## DESCRIPTION OF THE TASK
Pull out every line below containing the word "never".

## INPUT FOR THIS TASK
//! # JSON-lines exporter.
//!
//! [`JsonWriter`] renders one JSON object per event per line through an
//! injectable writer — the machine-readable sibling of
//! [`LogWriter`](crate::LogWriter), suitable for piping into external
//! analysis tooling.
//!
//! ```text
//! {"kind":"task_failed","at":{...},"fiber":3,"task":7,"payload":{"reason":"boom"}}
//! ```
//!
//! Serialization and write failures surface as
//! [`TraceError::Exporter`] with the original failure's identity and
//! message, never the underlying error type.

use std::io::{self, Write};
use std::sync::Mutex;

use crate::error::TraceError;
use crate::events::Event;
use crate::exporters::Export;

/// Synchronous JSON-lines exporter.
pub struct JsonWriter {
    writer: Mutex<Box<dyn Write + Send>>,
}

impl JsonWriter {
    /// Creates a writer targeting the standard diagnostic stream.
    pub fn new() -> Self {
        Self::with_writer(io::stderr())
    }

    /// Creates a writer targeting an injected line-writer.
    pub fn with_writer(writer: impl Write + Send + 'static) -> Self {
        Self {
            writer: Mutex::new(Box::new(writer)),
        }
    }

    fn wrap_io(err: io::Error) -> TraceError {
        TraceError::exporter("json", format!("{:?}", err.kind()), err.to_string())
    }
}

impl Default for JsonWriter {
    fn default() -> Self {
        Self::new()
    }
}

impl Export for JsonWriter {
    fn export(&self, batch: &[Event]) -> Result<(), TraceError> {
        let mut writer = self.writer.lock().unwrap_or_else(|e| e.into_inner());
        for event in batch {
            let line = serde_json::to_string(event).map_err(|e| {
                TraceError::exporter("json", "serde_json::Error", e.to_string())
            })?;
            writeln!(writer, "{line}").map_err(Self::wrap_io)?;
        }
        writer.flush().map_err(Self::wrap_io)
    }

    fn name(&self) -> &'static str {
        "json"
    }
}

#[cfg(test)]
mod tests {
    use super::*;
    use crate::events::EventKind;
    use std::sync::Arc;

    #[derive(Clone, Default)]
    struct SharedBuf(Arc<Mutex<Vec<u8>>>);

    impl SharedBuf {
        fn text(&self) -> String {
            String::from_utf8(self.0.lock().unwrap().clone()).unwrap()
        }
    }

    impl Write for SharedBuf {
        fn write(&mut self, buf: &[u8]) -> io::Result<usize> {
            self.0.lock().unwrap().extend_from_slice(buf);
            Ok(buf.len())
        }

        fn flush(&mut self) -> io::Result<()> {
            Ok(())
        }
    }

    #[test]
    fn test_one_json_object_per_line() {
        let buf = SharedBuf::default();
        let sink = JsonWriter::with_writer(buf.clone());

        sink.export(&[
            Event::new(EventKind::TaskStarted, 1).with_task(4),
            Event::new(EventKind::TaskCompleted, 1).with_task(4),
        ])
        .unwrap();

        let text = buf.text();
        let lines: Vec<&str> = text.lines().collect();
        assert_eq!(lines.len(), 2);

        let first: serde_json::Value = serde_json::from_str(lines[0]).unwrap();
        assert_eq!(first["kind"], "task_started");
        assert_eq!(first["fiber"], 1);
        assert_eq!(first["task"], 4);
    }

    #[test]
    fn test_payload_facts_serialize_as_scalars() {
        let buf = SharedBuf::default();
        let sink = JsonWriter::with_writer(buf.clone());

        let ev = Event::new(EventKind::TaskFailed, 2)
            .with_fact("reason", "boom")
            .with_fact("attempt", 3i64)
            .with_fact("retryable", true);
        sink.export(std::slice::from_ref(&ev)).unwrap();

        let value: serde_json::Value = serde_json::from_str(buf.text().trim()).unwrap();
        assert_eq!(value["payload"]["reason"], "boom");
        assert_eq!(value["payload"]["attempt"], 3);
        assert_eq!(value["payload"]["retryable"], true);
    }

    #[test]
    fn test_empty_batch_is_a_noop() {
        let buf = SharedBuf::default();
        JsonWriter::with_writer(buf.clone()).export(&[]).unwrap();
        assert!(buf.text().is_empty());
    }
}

---

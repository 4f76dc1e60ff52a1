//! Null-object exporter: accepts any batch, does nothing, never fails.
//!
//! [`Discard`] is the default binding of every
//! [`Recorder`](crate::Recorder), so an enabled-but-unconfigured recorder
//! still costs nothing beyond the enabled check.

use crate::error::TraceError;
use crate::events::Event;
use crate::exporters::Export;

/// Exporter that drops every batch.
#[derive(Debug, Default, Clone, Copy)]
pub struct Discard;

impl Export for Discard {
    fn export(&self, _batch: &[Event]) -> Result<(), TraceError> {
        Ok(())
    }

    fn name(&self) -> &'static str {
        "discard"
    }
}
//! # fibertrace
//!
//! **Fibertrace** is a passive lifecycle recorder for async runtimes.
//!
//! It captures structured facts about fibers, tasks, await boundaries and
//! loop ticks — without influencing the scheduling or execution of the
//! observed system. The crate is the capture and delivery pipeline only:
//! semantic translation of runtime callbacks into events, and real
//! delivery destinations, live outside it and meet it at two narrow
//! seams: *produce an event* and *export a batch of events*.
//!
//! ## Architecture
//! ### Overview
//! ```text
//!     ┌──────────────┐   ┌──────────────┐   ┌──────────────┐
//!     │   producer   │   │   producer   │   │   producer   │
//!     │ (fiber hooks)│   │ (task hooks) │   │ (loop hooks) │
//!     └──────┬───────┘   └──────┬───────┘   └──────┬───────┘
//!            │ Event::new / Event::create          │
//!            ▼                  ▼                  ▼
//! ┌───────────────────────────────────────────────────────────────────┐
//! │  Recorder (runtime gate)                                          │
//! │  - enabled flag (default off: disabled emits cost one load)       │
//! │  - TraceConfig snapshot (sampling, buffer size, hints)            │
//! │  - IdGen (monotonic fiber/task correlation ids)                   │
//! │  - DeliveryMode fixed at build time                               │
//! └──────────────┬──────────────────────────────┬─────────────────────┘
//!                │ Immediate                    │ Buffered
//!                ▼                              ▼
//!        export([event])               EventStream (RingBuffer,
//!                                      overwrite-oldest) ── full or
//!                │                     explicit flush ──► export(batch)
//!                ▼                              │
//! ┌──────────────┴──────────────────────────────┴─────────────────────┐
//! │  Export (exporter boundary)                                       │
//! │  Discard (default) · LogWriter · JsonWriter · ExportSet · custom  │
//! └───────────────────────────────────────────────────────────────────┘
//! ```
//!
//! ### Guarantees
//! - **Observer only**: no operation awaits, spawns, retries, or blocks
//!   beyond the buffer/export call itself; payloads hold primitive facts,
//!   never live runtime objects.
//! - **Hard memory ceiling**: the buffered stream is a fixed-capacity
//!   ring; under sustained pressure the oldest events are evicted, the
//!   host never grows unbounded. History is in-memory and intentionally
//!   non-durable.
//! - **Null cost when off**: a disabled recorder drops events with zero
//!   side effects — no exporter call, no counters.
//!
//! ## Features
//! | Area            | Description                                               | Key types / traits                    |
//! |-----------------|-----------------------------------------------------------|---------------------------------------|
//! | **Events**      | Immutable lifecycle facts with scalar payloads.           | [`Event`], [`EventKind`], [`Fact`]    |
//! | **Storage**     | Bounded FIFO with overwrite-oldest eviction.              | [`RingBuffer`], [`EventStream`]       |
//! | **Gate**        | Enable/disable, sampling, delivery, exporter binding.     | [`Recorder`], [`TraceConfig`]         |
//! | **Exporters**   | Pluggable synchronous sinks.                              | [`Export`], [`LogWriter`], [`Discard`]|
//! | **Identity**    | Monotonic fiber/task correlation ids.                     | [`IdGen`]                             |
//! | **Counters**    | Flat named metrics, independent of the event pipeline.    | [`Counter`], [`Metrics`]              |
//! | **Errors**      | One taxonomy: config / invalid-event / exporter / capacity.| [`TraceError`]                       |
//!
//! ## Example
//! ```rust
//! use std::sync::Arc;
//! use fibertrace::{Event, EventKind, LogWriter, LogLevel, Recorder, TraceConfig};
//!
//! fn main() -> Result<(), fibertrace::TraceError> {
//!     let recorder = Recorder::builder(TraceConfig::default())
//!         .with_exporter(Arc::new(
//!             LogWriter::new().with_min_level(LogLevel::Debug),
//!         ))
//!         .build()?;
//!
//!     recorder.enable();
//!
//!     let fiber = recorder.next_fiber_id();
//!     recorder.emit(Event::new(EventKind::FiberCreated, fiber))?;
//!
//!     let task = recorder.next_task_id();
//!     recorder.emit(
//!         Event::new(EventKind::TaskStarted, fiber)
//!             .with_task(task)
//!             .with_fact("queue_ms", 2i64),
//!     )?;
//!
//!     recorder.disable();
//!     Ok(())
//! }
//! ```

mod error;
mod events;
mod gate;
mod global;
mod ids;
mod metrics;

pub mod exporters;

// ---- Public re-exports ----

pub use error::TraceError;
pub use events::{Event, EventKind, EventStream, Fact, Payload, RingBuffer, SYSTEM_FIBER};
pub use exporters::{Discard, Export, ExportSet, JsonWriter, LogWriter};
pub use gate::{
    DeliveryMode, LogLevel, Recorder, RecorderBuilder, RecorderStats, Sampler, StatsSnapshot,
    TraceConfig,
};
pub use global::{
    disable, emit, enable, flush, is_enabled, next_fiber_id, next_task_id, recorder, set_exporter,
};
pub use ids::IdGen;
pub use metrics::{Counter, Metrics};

## RESULT OF THE EXERCISE
//! message, never the underlying error type.
//! Null-object exporter: accepts any batch, does nothing, never fails.
//!   never live runtime objects.
//!   host never grows unbounded. History is in-memory and intentionally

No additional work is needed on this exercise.